Do I want to die from the inside out or the outside in?

She opens up a carton of orange juice, pours it into a paper cup, and hands it to me as she removes the ther-mometer. “I’m serious.”

I take the cup from her. My throat wants it my brain wants it my blood wants it my hand does not want this my mouth does not want this.

The nurse wants this and I need to hide. I force it down.

The door opens and two guys walk in; one bleeding from his nose, the other looking a little freaked out at the sight of blood. The nurse makes the bleeder sit with his head tilted back and his buddy sit with his head between his knees so he doesn’t pass out.

I throw the paper cup in the trash can, take the newspaper off her desk, and retreat to the cot at the far end of the room.

“You’ll drink another one in fifteen minutes,” the nurse says. “Or you can have a lollipop: grape or lime.”

“Right.”

I pull the little screen in front of the cot, sit down, and search through the newspaper. Local section, page 2. The article runs for a couple of inches, next to an ad for fur coats, thirty percent off.

I lie down on the cot, the paper pillowcase crackling in my ears like radio static.

The buzzer sounds. The hall fills with a river of bodies and voices whispering that Cassie was murdered/no, she hung herself/no, she smoked or snorted her way to the Final Exit. She’d try anything once, did you hear about the time under the bleachers/at the mall/at summer camp?
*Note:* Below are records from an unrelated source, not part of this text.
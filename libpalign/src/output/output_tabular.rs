use std::io::Write;

use crate::align::structs::Alignment;

use anyhow::{Context, Result};

pub const DEFAULT_FIELDS: [Field; 9] = [
    Field::Seq1,
    Field::Seq2,
    Field::Seq1Length,
    Field::Seq2Length,
    Field::AlignmentLength,
    Field::Score,
    Field::Identity,
    Field::GapPenalty,
    Field::EndGapPenalty,
];

#[derive(Debug, Clone, Copy, PartialEq, Eq)]
pub enum Field {
    Seq1,
    Seq2,
    Seq1Length,
    Seq2Length,
    AlignmentLength,
    Score,
    Identity,
    GapPenalty,
    EndGapPenalty,
}

impl Field {
    pub fn extract_from(&self, alignment: &Alignment) -> String {
        match self {
            Field::Seq1 => alignment.seq1_name.clone(),
            Field::Seq2 => alignment.seq2_name.clone(),
            Field::Seq1Length => alignment.seq1_length.to_string(),
            Field::Seq2Length => alignment.seq2_length.to_string(),
            Field::AlignmentLength => alignment.length.to_string(),
            Field::Score => alignment.score.to_string(),
            Field::Identity => format!("{:.2}", alignment.percent_identity),
            Field::GapPenalty => alignment.params.gap_penalty.to_string(),
            Field::EndGapPenalty => alignment.params.end_gap_penalty.to_string(),
        }
    }
}

#[derive(Clone)]
pub struct TableFormat {
    pub fields: Vec<Field>,
    pub labels: Vec<Vec<String>>,
    pub min_widths: Vec<usize>,
    pub widths: Vec<usize>,
}

impl TableFormat {
    pub fn new(fields: &[Field]) -> Result<Self> {
        let mut labels = vec![];
        let mut min_widths = vec![];
        let mut widths = vec![];

        // this regex matches CamelCaseWords, keeping trailing digits
        let label_regex =
            regex::Regex::new(r"[A-Z][a-z0-9]*").context("failed to build field label regex")?;

        // this closure extracts the words & minimum column width for a field
        let label_fn = |field: &Field| -> Result<(Vec<String>, usize)> {
            // the Debug string for an enum produces the variant name
            let field_name = format!("{:?}", field);

            // grab each word and its length in the variant name
            let (label_words, lengths): (Vec<_>, Vec<_>) = label_regex
                .find_iter(&field_name)
                .map(|m| (m.as_str().to_lowercase(), m.len()))
                .unzip();

            // the length of the longest word
            // is the min width of the column
            let min_width = *lengths
                .iter()
                .max()
                .context("failed to produce max field label width")?;
            Ok((label_words, min_width))
        };

        let first_field = fields.first().context("no table fields provided")?;

        // the first field needs +2 on its width
        // to accommodate the "# " prefix
        let (mut label_words, mut min_width) = label_fn(first_field)?;
        labels.push(label_words);
        widths.push(min_width + 2);
        min_widths.push(min_width + 2);

        for field in fields.iter().skip(1) {
            (label_words, min_width) = label_fn(field)?;
            labels.push(label_words);
            widths.push(min_width);
            min_widths.push(min_width);
        }

        Ok(Self {
            fields: fields.to_vec(),
            labels,
            min_widths,
            widths,
        })
    }

    pub fn update_widths(&mut self, alignments: &[Alignment]) {
        alignments.iter().for_each(|alignment| {
            self.fields
                .iter()
                .zip(self.widths.iter_mut())
                .for_each(|(field, width)| {
                    *width = (*width).max(field.extract_from(alignment).len());
                });
        });
    }

    pub fn reset_widths(&mut self) {
        self.widths
            .iter_mut()
            .zip(self.min_widths.iter())
            .for_each(|(width, min_width)| *width = *min_width);
    }

    pub fn header(&self) -> Result<String> {
        // the number of rows in the header is
        // the max number of words in a field
        let num_rows = self
            .labels
            .iter()
            .map(|l| l.len())
            .max()
            .context("field headers are empty")?;

        let mut header_row_strings: Vec<String> = vec!["# ".to_string(); num_rows + 1];

        // this function appends the field labels to the header,
        // bottom-aligned, with a dashed rule underneath
        let header_append_fn = |words: &[String], width: usize, rows: &mut [String]| {
            let offset = num_rows - words.len();
            let mut words_padded = vec![""; offset];
            words.iter().for_each(|w| words_padded.push(w));

            words_padded.iter().enumerate().for_each(|(row, token)| {
                let row_string = &mut rows[row];
                *row_string = format!("{row_string}{:width$} ", token, width = width);
            });

            if let Some(rule_string) = rows.last_mut() {
                *rule_string = format!("{rule_string}{} ", "-".repeat(width));
            }
        };

        // the first column gets -2 to its width to account for the "# "
        header_append_fn(&self.labels[0], self.widths[0] - 2, &mut header_row_strings);

        self.labels
            .iter()
            .skip(1)
            .zip(self.widths.iter().skip(1))
            .for_each(|(words, &width)| {
                header_append_fn(words, width, &mut header_row_strings);
            });

        Ok(header_row_strings
            .iter()
            .map(|row| row.trim_end())
            .collect::<Vec<_>>()
            .join("\n"))
    }
}

/// Write a header and one row per alignment, using the default fields.
pub fn write_tabular_output(alignments: &[Alignment], out: &mut impl Write) -> Result<()> {
    let mut format = TableFormat::new(&DEFAULT_FIELDS)?;
    format.update_widths(alignments);

    writeln!(out, "{}", format.header()?).context("failed to write table header")?;
    for alignment in alignments {
        writeln!(out, "{}", alignment.tab_string_formatted(&format))
            .context("failed to write table row")?;
    }

    Ok(())
}
use serde::{Deserialize, Serialize};

use crate::alphabet::GAP;
use crate::output::output_tabular::TableFormat;

use super::{AlignmentParams, Coordinate};

/// The default number of alignment columns per block in a report.
pub const DEFAULT_REPORT_WIDTH: usize = 100;

/// Two gapped sequences of equal length, plus the match line between them.
#[derive(Debug, Clone, Default, PartialEq, Eq, Serialize, Deserialize)]
pub struct AlignedPair {
    /// seq1 with gaps inserted
    pub seq1: String,
    /// seq2 with gaps inserted
    pub seq2: String,
    /// '|' where both residues are identical, ' ' everywhere else
    pub indicator: String,
}

impl AlignedPair {
    pub fn len(&self) -> usize {
        self.seq1.len()
    }

    pub fn is_empty(&self) -> bool {
        self.seq1.is_empty()
    }

    /// The number of columns holding two identical residues.
    pub fn num_identities(&self) -> usize {
        self.seq1
            .bytes()
            .zip(self.seq2.bytes())
            .filter(|&(a, b)| a == b && a != GAP)
            .count()
    }

    /// The number of columns holding a gap in either sequence.
    pub fn num_gaps(&self) -> usize {
        self.seq1
            .bytes()
            .zip(self.seq2.bytes())
            .filter(|&(a, b)| a == GAP || b == GAP)
            .count()
    }
}

/// The full result of aligning two sequences.
#[derive(Debug, Clone, PartialEq, Serialize, Deserialize)]
pub struct Alignment {
    /// The name of the first sequence
    pub seq1_name: String,
    /// The name of the second sequence
    pub seq2_name: String,
    /// The length of the first sequence
    pub seq1_length: usize,
    /// The length of the second sequence
    pub seq2_length: usize,
    /// The number of columns in the alignment
    pub length: usize,
    /// The optimal score, read at the chosen endpoint
    pub score: i32,
    /// Identical columns over all columns, gap columns included, times 100
    pub percent_identity: f64,
    /// The grid cell the alignment was traced back from
    pub endpoint: Coordinate,
    /// The penalties the alignment was computed with
    pub params: AlignmentParams,
    /// The gapped sequences and the match line
    pub aligned: AlignedPair,
}

impl Alignment {
    fn display_name(name: &str, fallback: &'static str) -> String {
        match name.is_empty() {
            true => fallback.to_string(),
            false => name.to_string(),
        }
    }

    /// Produce one row of the tabular output, with
    /// each field padded to the width in `format`.
    pub fn tab_string_formatted(&self, format: &TableFormat) -> String {
        let mut tab_string = String::new();

        format
            .fields
            .iter()
            .zip(format.widths.iter())
            .for_each(|(field, width)| {
                let val = field.extract_from(self);
                tab_string = format!("{tab_string}{val:width$} ", width = width)
            });

        // remove the last space
        tab_string.pop();

        tab_string
    }

    /// Produce the human readable report: two header lines, followed by the
    /// alignment in numbered blocks of `width` columns.
    pub fn ali_string(&self, width: usize) -> String {
        let width = match width {
            0 => self.length.max(1),
            w => w,
        };

        let mut ali_string = String::new();

        // header lines
        ali_string.push_str(&format!(
            "== {} vs {};  gap penalty: {};  end gap penalty: {}\n",
            Self::display_name(&self.seq1_name, "seq1"),
            Self::display_name(&self.seq2_name, "seq2"),
            self.params.gap_penalty,
            self.params.end_gap_penalty,
        ));
        ali_string.push_str(&format!(
            "== percent identity: {:.2}%;  score: {}\n",
            self.percent_identity, self.score
        ));

        let seq1_blocks = self.aligned.seq1.as_bytes().chunks(width);
        let indicator_blocks = self.aligned.indicator.as_bytes().chunks(width);
        let seq2_blocks = self.aligned.seq2.as_bytes().chunks(width);

        seq1_blocks
            .zip(indicator_blocks)
            .zip(seq2_blocks)
            .enumerate()
            .for_each(|(block_idx, ((seq1, indicator), seq2))| {
                ali_string.push_str(&format!(
                    "{}\t{}\n\t{}\n\t{}\n",
                    block_idx,
                    String::from_utf8_lossy(seq1),
                    String::from_utf8_lossy(indicator),
                    String::from_utf8_lossy(seq2),
                ));
            });

        ali_string
    }
}

#[cfg(test)]
mod tests {
    use super::*;
    use assert2::check;

    fn alignment(seq1: &str, seq2: &str, indicator: &str) -> Alignment {
        Alignment {
            seq1_name: "first".to_string(),
            seq2_name: "".to_string(),
            seq1_length: seq1.bytes().filter(|&b| b != GAP).count(),
            seq2_length: seq2.bytes().filter(|&b| b != GAP).count(),
            length: seq1.len(),
            score: 7,
            percent_identity: 50.0,
            endpoint: Coordinate::new(2, 1),
            params: AlignmentParams::new(4, 0),
            aligned: AlignedPair {
                seq1: seq1.to_string(),
                seq2: seq2.to_string(),
                indicator: indicator.to_string(),
            },
        }
    }

    #[test]
    fn test_aligned_pair_counts() {
        let pair = alignment("AC-GT", "ACTG-", "|| | ").aligned;
        check!(pair.len() == 5);
        check!(pair.num_identities() == 3);
        check!(pair.num_gaps() == 2);
    }

    #[test]
    fn test_ali_string_blocks() {
        let ali = alignment("AGCT", "A-CT", "| ||");
        let report = ali.ali_string(3);
        let lines: Vec<&str> = report.lines().collect();

        check!(lines[0] == "== first vs seq2;  gap penalty: 4;  end gap penalty: 0");
        check!(lines[1] == "== percent identity: 50.00%;  score: 7");
        check!(lines[2] == "0\tAGC");
        check!(lines[3] == "\t| |");
        check!(lines[4] == "\tA-C");
        check!(lines[5] == "1\tT");
        check!(lines[6] == "\t|");
        check!(lines[7] == "\tT");
        check!(lines.len() == 8);
    }

    #[test]
    fn test_ali_string_zero_width_is_one_block() {
        let ali = alignment("AGCT", "A-CT", "| ||");
        let report = ali.ali_string(0);
        check!(report.lines().filter(|l| l.starts_with("0\t")).count() == 1);
        check!(report.lines().nth(2) == Some("0\tAGCT"));
    }
}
She drove herself into a speeding train/jumped without a parachute/strapped on a weight belt and dove into the ocean.

She offered herself to the big, bad wolf and didn’t scream when he took the first bite.

. . . body found in a motel room, alone . . .

The boys are gone. The nurse takes the newspaper away and spreads a thin blanket over me.

“Can I get another one?” I ask. “I’m cold.”

“Sure thing.” She walks to the supply closet, her shoes squeaking on the polished floor.

“Have you heard anything about the funeral?” I ask.

“The superintendent’s office sent an e-mail,” she says.

“The viewing will be Wednesday night at St. Stephen’s.

They’ll bury her on Saturday.” She walks toward me, her arms loaded down. “Get some sleep now and remember: you’re drinking more orange juice when you wake up.”

“I promise.”

She covers me with all of the blankets she has (five) and the jackets from the lost-and-found box, because I am freezing. I drift into the armpits of strangers, tasting their manic salt, and sleep to forget everything.

Emma is buckled in the backseat watching a movie on the DVD player in her lap, eating potato chips and pounding a Mountain Dew slushie.

“Don’t tell Jennifer,” I say.

“Uh-huh.”

“Seriously. She’ll yell.”

“I heard you. Don’t tell or she’ll yell.” Emma’s eyes are glued to the screen, the chips moving one at a time into her mouth on a pink conveyor belt.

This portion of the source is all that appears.